Il veneratissimo Figlio di Baha’u’llah, ‘Abdu’l-Baha, fu esule e prigioniero insieme a Suo Padre, per più di quarant’anni, affrontando un torrente di varie avversità. È scritto di lui: “Così imperturbabile era l’equanimità di ‘Abdu’l-Bahá che, mentre si mormorava che Egli potesse essere gettato in mare, o esiliato a Fizán in Tripolitania, o impiccato al patibolo, Egli, tra lo stupore dei Suoi amici e il divertimento dei Suoi nemici, fu visto piantare alberi e viti nel giardino della Sua casa, i cui frutti, una volta passata la tempesta, avrebbe chiesto al Suo fedele giardiniere, Ismá’íl Áqá, di cogliere e presentare a quegli stessi amici e nemici in occasione delle loro visite a Lui.” Quando si trovava a Londra Gli fu chiesto del Suo tempo in prigione e disse: “La libertà non è una questione di luogo. È una condizione. Ero grato per la prigione, e la mancanza di libertà mi piaceva molto, perché quei giorni erano passati sul sentiero del servizio, sotto le massime difficoltà e prove, portando frutti e risultati… Se uno non accetta le terribili vicissitudini, non raggiungerà… Quando uno è liberato dalla prigione di se stesso, questa è davvero la liberazione, perché è la prigione più grande… Le afflizioni che vengono all’umanità a volte tendono a concentrare la coscienza sui limiti, e questa è una vera prigione. La liberazione avviene facendo della volontà una Porta attraverso la quale arrivano le conferme dello Spirito”. Interrogato su questo Egli disse: Le conferme dello Spirito sono tutti quei poteri e doni con cui alcuni nascono (e che gli uomini chiamano talvolta genio), ma per i quali altri devono lottare con infiniti sforzi. Vengono a quell’uomo o a quella donna che accetta la sua vita con radiosa acquiescenza. Radiosa acquiescenza – questa era la qualità con cui tutti sembravamo improvvisamente ispirati mentre ‘Abdu’l-Bahá ci salutava.”
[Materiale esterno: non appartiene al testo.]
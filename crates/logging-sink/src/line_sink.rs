//! crates/logging-sink/src/line_sink.rs
//! Newline-terminated line writer.

use std::io::{self, Write};

/// Writes rendered diagnostics to an [`io::Write`] target, one line per call.
///
/// Every call to [`write_line`](Self::write_line) emits the text followed by a
/// single `\n`. Text that already ends with a newline is written unchanged so
/// a caller that pre-terminates its lines never produces blank lines.
///
/// # Examples
///
/// ```
/// use logging_sink::LineSink;
///
/// let mut sink = LineSink::new(Vec::new());
/// sink.write_line("first")?;
/// sink.write_line("second\n")?;
///
/// assert_eq!(sink.into_inner(), b"first\nsecond\n".to_vec());
/// # Ok::<(), std::io::Error>(())
/// ```
#[derive(Clone, Debug, Default)]
pub struct LineSink<W> {
    writer: W,
}

impl<W> LineSink<W> {
    /// Creates a sink that writes into `writer`.
    #[must_use]
    pub const fn new(writer: W) -> Self {
        Self { writer }
    }

    /// Borrows the underlying writer.
    #[must_use]
    pub const fn get_ref(&self) -> &W {
        &self.writer
    }

    /// Consumes the sink and returns the wrapped writer.
    #[must_use]
    pub fn into_inner(self) -> W {
        self.writer
    }
}

impl<W> LineSink<W>
where
    W: Write,
{
    /// Writes `line` and a trailing newline.
    pub fn write_line(&mut self, line: &str) -> io::Result<()> {
        self.writer.write_all(line.as_bytes())?;
        if !line.ends_with('\n') {
            self.writer.write_all(b"\n")?;
        }
        Ok(())
    }

    /// Flushes the underlying writer.
    pub fn flush(&mut self) -> io::Result<()> {
        self.writer.flush()
    }
}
La seguente citazione di ‘Abdu’l-Baha offre una prospettiva volta a coltivare l’equanimità. Egli scrisse: “Non affliggerti per i problemi e le difficoltà di questo mondo inferiore, né rallegrarti per i tempi di agio e comodità, perché entrambi passeranno. Questa vita presente è come un’onda che si gonfia, o un miraggio, o ombre alla deriva. Potrebbe mai un’immagine distorta sul deserto servire da acqua rinfrescante? No, per il Signore dei Signori! Mai la realtà e la semplice apparenza della realtà possono essere una cosa sola, e grande è la differenza tra la fantasia e il fatto, tra la verità e il suo fantasma. Sappi che il Regno è il mondo reale, e questo luogo inferiore non è che la sua ombra che si allunga. Un’ombra non ha vita propria; la sua esistenza è solo una fantasia, e niente di più; non è che immagini riflesse nell’acqua, e che appaiono come quadri all’occhio. Affidatevi a Dio. Confidate in Lui. LodateLo e richiamateLo continuamente alla mente. Egli trasforma veramente i problemi in facilità, il dolore in conforto e la fatica in pace assoluta. Egli ha veramente il dominio su tutte le cose. Se vuoi ascoltare le mie parole, liberati dalle catene di ciò che accade. Anzi, in ogni condizione, ringrazia il tuo amorevole Signore e cedi i tuoi affari alla Sua Volontà che opera come a Lui piace. Questo in verità è meglio per te di tutto il resto, in entrambi i mondi.”